She may also have a difficult time articulating it herself, but if you’re smart, you can understand what she wants and needs, as opposed to just guessing.

Here are 5 discussions you, as a father-to-be, need to have with your wife before you have a new baby.

1. Know what extra household chores you will handle.

Your wife will be sleep deprived as well as physically and emotionally spent most of the time. To think that you’re a good husband because you already do more housework than your dad ever did is very short-sighted.

Overall, your wife still probably does more work around the house than you do, and when the baby comes, she will look to you to do more.

So, take the initiative and come up with a working plan that highlights the extra duties you will manage. Don’t hesitate to have a discussion about it.

There may be some household duties she may still want to do, and that’s OK. It’s better to be proactive than waiting to have a big fight to talk about it.

2. Talk about money, money, money!

If you've never discussed money before, now is the perfect time to do so. This will not be the time to tighten the wallet if it means the baby doesn’t get what they need. That’s a sure recipe for conflict.

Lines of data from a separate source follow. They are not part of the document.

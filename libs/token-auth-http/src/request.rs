use crate::client::ClientService;
use crate::config::TransportSecurity;
use crate::error::{HttpError, InvalidUriKind};
use crate::response::HttpResponse;
use bytes::Bytes;
use http::Request;
use http::header::{CONTENT_TYPE, HeaderName, HeaderValue};
use http_body_util::Full;
use serde::Serialize;
use tower::ServiceExt;

const JSON: &str = "application/json";
const FORM: &str = "application/x-www-form-urlencoded";

/// Outbound request under construction
///
/// Created by the verb methods on [`HttpClient`](crate::HttpClient). An
/// invalid header is remembered and reported by [`send()`](RequestBuilder::send).
///
/// ```ignore
/// let resp = client
///     .put("https://api.example.com/items/7")
///     .header("if-match", etag)
///     .json(&item)?
///     .send()
///     .await?;
/// ```
#[must_use = "RequestBuilder does nothing until .send() is called"]
pub struct RequestBuilder {
    service: ClientService,
    max_body_size: usize,
    transport_security: TransportSecurity,
    method: http::Method,
    url: String,
    headers: Vec<(HeaderName, HeaderValue)>,
    body: Bytes,
    /// Content type implied by `json`/`form`, used when no explicit header is set
    implied_content_type: Option<&'static str>,
    error: Option<HttpError>,
}

impl RequestBuilder {
    pub(crate) fn new(
        service: ClientService,
        max_body_size: usize,
        transport_security: TransportSecurity,
        method: http::Method,
        url: String,
    ) -> Self {
        Self {
            service,
            max_body_size,
            transport_security,
            method,
            url,
            headers: Vec::new(),
            body: Bytes::new(),
            implied_content_type: None,
            error: None,
        }
    }

    /// The request method
    #[must_use]
    pub fn method(&self) -> &http::Method {
        &self.method
    }

    /// The request URL as given by the caller
    #[must_use]
    pub fn url(&self) -> &str {
        &self.url
    }

    /// Add a header
    pub fn header(mut self, name: &str, value: &str) -> Self {
        if self.error.is_some() {
            return self;
        }

        match (HeaderName::try_from(name), HeaderValue::try_from(value)) {
            (Ok(name), Ok(value)) => self.headers.push((name, value)),
            (Err(e), _) => self.error = Some(HttpError::InvalidHeaderName(e)),
            (_, Err(e)) => self.error = Some(HttpError::InvalidHeaderValue(e)),
        }
        self
    }

    /// Add several headers
    pub fn headers(self, headers: Vec<(String, String)>) -> Self {
        headers
            .into_iter()
            .fold(self, |builder, (name, value)| builder.header(&name, &value))
    }

    /// Set a typed header, replacing any value previously set under that name
    pub fn header_value(mut self, name: HeaderName, value: HeaderValue) -> Self {
        self.headers.retain(|(existing, _)| *existing != name);
        self.headers.push((name, value));
        self
    }

    /// Set the body as JSON (`Content-Type: application/json` unless set)
    ///
    /// # Errors
    ///
    /// Returns a deferred header error, or `HttpError::Json` if serialization fails.
    pub fn json<T: Serialize + ?Sized>(mut self, body: &T) -> Result<Self, HttpError> {
        if let Some(e) = self.error.take() {
            return Err(e);
        }

        self.set_body(Bytes::from(serde_json::to_vec(body)?), Some(JSON));
        Ok(self)
    }

    /// Set the body as form URL-encoded fields
    ///
    /// # Errors
    ///
    /// Returns a deferred header error, or `HttpError::FormEncode` if encoding fails.
    pub fn form(mut self, fields: &[(&str, &str)]) -> Result<Self, HttpError> {
        if let Some(e) = self.error.take() {
            return Err(e);
        }

        self.set_body(Bytes::from(serde_urlencoded::to_string(fields)?), Some(FORM));
        Ok(self)
    }

    /// Set the body as raw bytes
    pub fn body_bytes(mut self, body: Bytes) -> Self {
        self.set_body(body, None);
        self
    }

    /// Set the body as a string
    pub fn body_string(mut self, body: String) -> Self {
        self.set_body(Bytes::from(body), None);
        self
    }

    fn set_body(&mut self, body: Bytes, content_type: Option<&'static str>) {
        self.body = body;
        self.implied_content_type = content_type;
    }

    /// Parse the URL and check its scheme against the transport security mode.
    fn validate_url(&self) -> Result<http::Uri, HttpError> {
        let invalid = |kind: InvalidUriKind, reason: String| HttpError::InvalidUri {
            url: self.url.clone(),
            kind,
            reason,
        };

        let uri: http::Uri = self
            .url
            .parse()
            .map_err(|e: http::uri::InvalidUri| invalid(InvalidUriKind::ParseError, e.to_string()))?;

        let Some(scheme) = uri.scheme_str() else {
            return Err(invalid(InvalidUriKind::MissingScheme, "URL has no scheme".to_owned()));
        };
        if uri.authority().is_none() {
            return Err(invalid(InvalidUriKind::MissingAuthority, "URL has no host".to_owned()));
        }

        let allowed = match scheme {
            "https" => true,
            "http" => self.transport_security == TransportSecurity::AllowInsecureHttp,
            _ => false,
        };
        if allowed {
            return Ok(uri);
        }

        let reason = if scheme == "http" {
            "plain HTTP is disabled; enable AllowInsecureHttp for local testing"
        } else {
            "expected http or https"
        };
        Err(HttpError::InvalidScheme {
            scheme: scheme.to_owned(),
            reason: reason.to_owned(),
        })
    }

    /// Send the request
    ///
    /// Every HTTP status is returned as `Ok`.
    ///
    /// # Errors
    ///
    /// Returns `HttpError` for deferred builder errors, URL/scheme validation
    /// failures, timeouts and transport failures.
    pub async fn send(mut self) -> Result<HttpResponse, HttpError> {
        if let Some(e) = self.error.take() {
            return Err(e);
        }

        let uri = self.validate_url()?;
        let mut builder = Request::builder().method(self.method).uri(uri);

        if let Some(content_type) = self.implied_content_type
            && !self.headers.iter().any(|(name, _)| name == CONTENT_TYPE)
        {
            builder = builder.header(CONTENT_TYPE, content_type);
        }
        for (name, value) in self.headers {
            builder = builder.header(name, value);
        }
        let request = builder.body(Full::new(self.body))?;

        let inner = self.service.oneshot(request).await?;

        Ok(HttpResponse {
            inner,
            max_body_size: self.max_body_size,
        })
    }
}

impl std::fmt::Debug for RequestBuilder {
    fn fmt(&self, f: &mut std::fmt::Formatter<'_>) -> std::fmt::Result {
        // header values may carry credentials
        f.debug_struct("RequestBuilder")
            .field("method", &self.method)
            .field("url", &self.url)
            .field("headers", &self.headers.len())
            .finish_non_exhaustive()
    }
}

There tends to be a disconnect between couples when children enter the picture because you’re probably thinking about your next promotion or changing jobs to bring more money to the household. 

This might be in direct conflict with her desires. Her focus will be on the baby and their well-being.

Set aside some time to talk about your views about money. If your views don’t align or you have challenges around creating a game plan financially, you might want to hire an adviser to help.

3. Figure out how to keep your marriage strong.

When your wife is nurturing your child 24 hours a day, it can be a lonely, taxing affair. How does she want to connect as a couple? What kind of support will she need in order to maintain some sense of normalcy?

Simple things like getting her a glass of water, scheduling time for a manicure/pedicure, or a chance to do something she enjoys for herself can go a long way.

Gifts are also a great way to show her that she is loved and is doing a tremendous job.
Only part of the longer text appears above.